Dieser doppelte Haken ist für Trump nicht nur äusserst schmerzhaft. Er könnte auch wegweisend sein für seine Ambitionen, 2024 nochmals als Präsident zu kandidieren. Erstmals hatte er nämlich Gegenwind aus den Reihen der Grand Old Party (GOP). Sein ehemaliger Aussenminister Mike Pompeo, sein alter Kumpel Chris Christie, ja selbst sein Ex-Vize Mike Pence unterstützten den siegreichen Kemp.
Sie haben damit den Stellenwert von Trumps Wahlempfehlungen untergraben und ihre eigene Stellung als mögliche Rivalen für die Präsidentschaftswahlen 2024 gestärkt. Am meisten Chancen, an Trumps Thron zu rütteln, werden dabei Ron DeSantis, dem Gouverneur von Florida, zugerechnet.
Trump hat keineswegs immer ein gutes Händchen bei seinen Wahlempfehlungen. In Pennsylvania ist noch immer unklar, ob sein Favorit, der TV-Doktor Mehmed Oz, die Vorwahlen gewinnen wird. Wahrscheinlich muss nachgezählt werden. Madison Cawthorn, der jüngste und wohl verrückteste Abgeordnete, wurde in North Carolina trotz der Unterstützung des Ex-Präsidenten in die Wüste geschickt. In Nebraska hatte Charles Herbster, sein Kandidat für das Gouverneursamt, keine Chancen, nicht zuletzt, weil er von acht Frauen der sexuellen Belästigung beschuldigt worden war.

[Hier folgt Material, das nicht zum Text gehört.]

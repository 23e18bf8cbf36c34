use super::Record;

/// Writes a record to an output destination with [`Recorder::write`].
pub trait Recorder {
    /// Write a record to the [`Recorder`].
    fn write(&mut self, record: Record);

    /// Flushes buffered output, if any. Does nothing by default.
    fn flush(&mut self) {}
}

impl<R: Recorder + ?Sized> Recorder for Box<R> {
    fn write(&mut self, record: Record) {
        (**self).write(record)
    }

    fn flush(&mut self) {
        (**self).flush()
    }
}
/*
error.rs

Copyright 2025 Hervé Quatremain

This file is part of Hexpass.

Hexpass is free software: you can redistribute it and/or modify it under the
terms of the GNU General Public License as published by the Free Software
Foundation, either version 3 of the License, or (at your option) any later
version.

Hexpass is distributed in the hope that it will be useful, but WITHOUT ANY
WARRANTY; without even the implied warranty of MERCHANTABILITY or FITNESS FOR
A PARTICULAR PURPOSE. See the GNU General Public License for more details.

You should have received a copy of the GNU General Public License along with
Hexpass. If not, see <https://www.gnu.org/licenses/>.

SPDX-License-Identifier: GPL-3.0-or-later
*/

//! Errors reported by the validator and the generator.
//!
//! Errors are values: the search engine, the validator, and the generator return them inside
//! their result objects instead of failing.
//! In JSON output, an error is an object with a stable `code` and a human readable `message`:
//!
//! ```json
//! {"code": "STRUCTURAL_ERROR", "message": "wall (0,0)-(2,0) joins cells that are not adjacent"}
//! ```

use serde::ser::{Serialize, SerializeStruct, Serializer};
use thiserror::Error;

use crate::hex::Axial;

/// Broken board invariant.
#[derive(Error, Debug, Clone, PartialEq, Eq)]
pub enum StructuralError {
    #[error("board size must be positive")]
    ZeroSize,

    #[error("cell {cell} is outside of a board of size {size}")]
    CellOutsideBoard { cell: Axial, size: u32 },

    #[error("cell {cell} is missing from a board of size {size}")]
    MissingCell { cell: Axial, size: u32 },

    #[error("cell {cell} cannot be reached from cell {from}")]
    Disconnected { cell: Axial, from: Axial },

    #[error("cell {0} has checkpoint 0 (checkpoints start at 1)")]
    ZeroOrdinal(Axial),

    #[error("checkpoint {ordinal} is set on both {first} and {second}")]
    DuplicateOrdinal {
        ordinal: u32,
        first: Axial,
        second: Axial,
    },

    #[error("checkpoint {ordinal} on cell {cell} exceeds the checkpoint count ({count})")]
    OrdinalOutOfRange { ordinal: u32, cell: Axial, count: u32 },

    #[error("checkpoint {ordinal} is missing (checkpoint count is {count})")]
    MissingOrdinal { ordinal: u32, count: u32 },

    #[error("wall {0}-{1} references a cell that is not on the board")]
    WallOutsideBoard(Axial, Axial),

    #[error("wall {0}-{1} joins cells that are not adjacent")]
    WallNotAdjacent(Axial, Axial),

    #[error("wall {0}-{1} is declared more than once")]
    DuplicateWall(Axial, Axial),
}

/// Error taxonomy shared by the validator and the generator.
#[derive(Error, Debug, Clone, PartialEq, Eq)]
pub enum PuzzleError {
    /// The board breaks one of its invariants. No search was attempted.
    #[error("{0}")]
    Structural(#[from] StructuralError),

    /// The search stopped before reaching a conclusion. This is not a proof that the board has
    /// no solution.
    #[error("search aborted after {steps} steps without a conclusion")]
    SearchBudgetExceeded { steps: u64 },

    /// The search explored every possibility: no path exists.
    #[error("no path visits every cell with the checkpoints in order")]
    ProvenUnsolvable,

    /// The requested board size cannot be generated.
    #[error("size {size} is not supported (expected {min} to {max})")]
    InvalidSize { size: u32, min: u32, max: u32 },

    /// The generator exhausted its restarts.
    #[error("no level could be generated after {restarts} attempts")]
    GenerationFailed { restarts: usize },
}

impl PuzzleError {
    /// Stable identifier of the error kind.
    pub fn code(&self) -> &'static str {
        match self {
            PuzzleError::Structural(_) => "STRUCTURAL_ERROR",
            PuzzleError::SearchBudgetExceeded { .. } => "SEARCH_BUDGET_EXCEEDED",
            PuzzleError::ProvenUnsolvable => "PROVEN_UNSOLVABLE",
            PuzzleError::InvalidSize { .. } => "INVALID_SIZE",
            PuzzleError::GenerationFailed { .. } => "GENERATION_FAILED",
        }
    }
}

/// Serialize a [`PuzzleError`] object as its code and message.
impl Serialize for PuzzleError {
    fn serialize<S>(&self, serializer: S) -> Result<S::Ok, S::Error>
    where
        S: Serializer,
    {
        let mut state = serializer.serialize_struct("PuzzleError", 2)?;
        state.serialize_field("code", self.code())?;
        state.serialize_field("message", &self.to_string())?;
        state.end()
    }
}

#[cfg(test)]
mod tests {
    use super::*;

    #[test]
    fn codes() {
        let e: PuzzleError = StructuralError::ZeroSize.into();
        assert_eq!(e.code(), "STRUCTURAL_ERROR");
        assert_eq!(
            PuzzleError::SearchBudgetExceeded { steps: 3 }.code(),
            "SEARCH_BUDGET_EXCEEDED"
        );
        assert_eq!(PuzzleError::ProvenUnsolvable.code(), "PROVEN_UNSOLVABLE");
        assert_eq!(
            PuzzleError::InvalidSize {
                size: 1,
                min: 2,
                max: 6
            }
            .code(),
            "INVALID_SIZE"
        );
        assert_eq!(
            PuzzleError::GenerationFailed { restarts: 8 }.code(),
            "GENERATION_FAILED"
        );
    }

    #[test]
    fn serialized_as_code_and_message() {
        let e: PuzzleError =
            StructuralError::WallNotAdjacent(Axial::new(0, 0), Axial::new(2, 0)).into();
        let json: serde_json::Value = serde_json::to_value(&e).unwrap();
        assert_eq!(json["code"], "STRUCTURAL_ERROR");
        assert_eq!(
            json["message"],
            "wall (0,0)-(2,0) joins cells that are not adjacent"
        );
    }
}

Immerhin hat Trump ein paar Trostpreise gewonnen. In Georgia hat der von ihm unterstützte Herschel Walker in der Ausscheidung der Republikaner obsiegt. Dessen Sieg könnte sich jedoch als Bumerang erweisen. Der ehemalige Football-Star ist nicht gerade die hellste Kerze auf der GOP-Torte, und er wird von seiner Ex-Frau beschuldigt, sie schwer misshandelt zu haben. Walker könnte daher im November das eigentliche Rennen gegen Raphael Warnock verlieren – und damit die Mehrheit der Demokraten im Senat bestätigen.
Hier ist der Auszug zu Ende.